Identification of a region conferring inducible activity via cAMP response element binding protein (CREB), protein kinase A (PKA), and the exogenous PKA activator forskolin. (A) Deletion constructs 1–5 (see fig 2A ▶) were cotransfected in Huh7 hepatoma cells with 50 ng CREB-plasmid and/or 1 µg PKA expression plasmid, as indicated. Construct 1 conferred the highest basal activity (as expected from figs 3 ▶–5 ▶). Luciferase expression was highly induced by cotransfection of CREB and even further enhanced by PKA in all constructs. However, the highest relative induction was seen in constructs 2 and 3 whereas this inducible activity was remarkably lower in constructs 4 and 5. Constructs 1–3 contain a putative Ets-1 binding motif, which was not present in constructs 4 and 5. (B) Forskolin is a chemical inductor of PKA/CREB signalling pathways.
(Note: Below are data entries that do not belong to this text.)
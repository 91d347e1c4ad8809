//! Built-in demo tools: `getLocation` and `getCurrentWeather`.
//!
//! Both return fixed values from the `[tools]` configuration section.

use super::tools::{Tool, ToolRegistry};
use crate::config::ToolSettings;
use crate::error::Result;
use async_trait::async_trait;
use serde::Serialize;
use serde_json::Value;

pub const GET_LOCATION: &str = "getLocation";
pub const GET_CURRENT_WEATHER: &str = "getCurrentWeather";

/// Reports the user's location. Takes no argument.
pub struct GetLocation {
    location: String,
}

impl GetLocation {
    pub fn new(location: &str) -> Self {
        Self {
            location: location.to_string(),
        }
    }
}

#[async_trait]
impl Tool for GetLocation {
    fn name(&self) -> &str {
        GET_LOCATION
    }

    fn description(&self) -> &str {
        "Returns user's location details. No arguments needed."
    }

    fn example(&self) -> Option<&str> {
        Some("null")
    }

    async fn call(&self, _argument: &str) -> Result<Value> {
        Ok(Value::String(self.location.clone()))
    }
}

/// Weather report returned by [`GetCurrentWeather`].
#[derive(Debug, Clone, Serialize, PartialEq)]
pub struct WeatherReport {
    pub location: String,
    pub temperature: String,
    pub unit: String,
    pub forecast: String,
}

/// Reports the weather for a location.
pub struct GetCurrentWeather {
    settings: ToolSettings,
}

impl GetCurrentWeather {
    pub fn new(settings: &ToolSettings) -> Self {
        Self {
            settings: settings.clone(),
        }
    }

    fn report(&self, argument: &str) -> WeatherReport {
        // "null" is how the prompt spells a missing argument
        let location = match argument {
            "" | "null" => self.settings.location.clone(),
            other => other.to_string(),
        };
        WeatherReport {
            location,
            temperature: self.settings.temperature.clone(),
            unit: self.settings.unit.clone(),
            forecast: self.settings.forecast.clone(),
        }
    }
}

#[async_trait]
impl Tool for GetCurrentWeather {
    fn name(&self) -> &str {
        GET_CURRENT_WEATHER
    }

    fn description(&self) -> &str {
        "Returns the current weather of the location specified."
    }

    fn example(&self) -> Option<&str> {
        Some("Salt Lake City")
    }

    async fn call(&self, argument: &str) -> Result<Value> {
        Ok(serde_json::to_value(self.report(argument))?)
    }
}

/// Registry holding the two built-in tools.
pub fn builtin_registry(settings: &ToolSettings) -> ToolRegistry {
    ToolRegistry::builder()
        .tool(GetLocation::new(&settings.location))
        .tool(GetCurrentWeather::new(settings))
        .build()
}

#[cfg(test)]
mod tests {
    use super::*;
    use serde_json::json;

    #[test]
    fn test_get_location_ignores_argument() {
        let tool = GetLocation::new("Salt Lake City, UT");
        assert_eq!(
            tokio_test::block_on(tool.call("null")).unwrap(),
            json!("Salt Lake City, UT")
        );
        assert_eq!(
            tokio_test::block_on(tool.call("anything")).unwrap(),
            json!("Salt Lake City, UT")
        );
    }

    #[tokio::test]
    async fn test_weather_report() {
        let tool = GetCurrentWeather::new(&ToolSettings::default());
        assert_eq!(
            tool.call("New York City").await.unwrap(),
            json!({
                "location": "New York City",
                "temperature": "72",
                "unit": "F",
                "forecast": "sunny"
            })
        );
    }

    #[tokio::test]
    async fn test_weather_defaults_to_configured_location() {
        let settings = ToolSettings {
            location: "Tromsø, NO".to_string(),
            forecast: "snow".to_string(),
            ..ToolSettings::default()
        };
        let tool = GetCurrentWeather::new(&settings);
        let report = tool.call("null").await.unwrap();
        assert_eq!(report["location"], "Tromsø, NO");
        assert_eq!(report["forecast"], "snow");
    }

    #[test]
    fn test_builtin_catalog() {
        let registry = builtin_registry(&ToolSettings::default());
        assert_eq!(
            registry.names().collect::<Vec<_>>(),
            vec![GET_CURRENT_WEATHER, GET_LOCATION]
        );
        let catalog = registry.catalog();
        assert!(catalog.contains("    E.g. getLocation: null\n"));
        assert!(catalog.contains("    E.g. getCurrentWeather: Salt Lake City\n"));
    }
}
Construct 3 was either cotransfected with PKA and/or cells were stimulated with 10 µM forskolin, as indicated. Stimulation with forskolin resulted in maximal activation of relative luciferase expression.

Figure 7

A putative Ets binding motif mediates inducible activation by protein kinase A (PKA). (A) In order to further characterise the cAMP response element binding protein (CREB)/PKA/forskolin sensitive region, the sequence of the Ets binding motif of construct 3 was mutated (constructs 3-mut-I and 3-mut-II). The constructs used for transfection experiments are shown. (B) Luciferase activity was determined in transfection experiments. Mutations of the Ets motif resulted in reduced inducibility by PKA, similar to the complete deletion of the sequence (constructs 4 and 5). (C) In electrophoretic mobility shift assay (EMSA) experiments, nuclear extracts from either unstimulated Huh7 cells (lane 2) or forskolin stimulated Huh7 cells (lanes 3–10) were incubated with a radioactive labelled double stranded oligonucleotide representing the Ets motif. In order to reduce an unspecific signal (top arrow), nuclear extracts were first preincubated with unlabelled mutated Ets oligonucleotide. Supershift EMSA analysis was performed with antibodies directed against Ets1/2 (lane 4), c-jun (lane 5), SP1 (lane 6), CREB1 (lane 7), activating transcription factor (ATF)1 (lane 8), ATF2 (lane 9), and ATF4 (lane 10). Incubation with anti-CREB1 and anti-ATF4 reduced specific complex formation (bottom arrow, lower signal).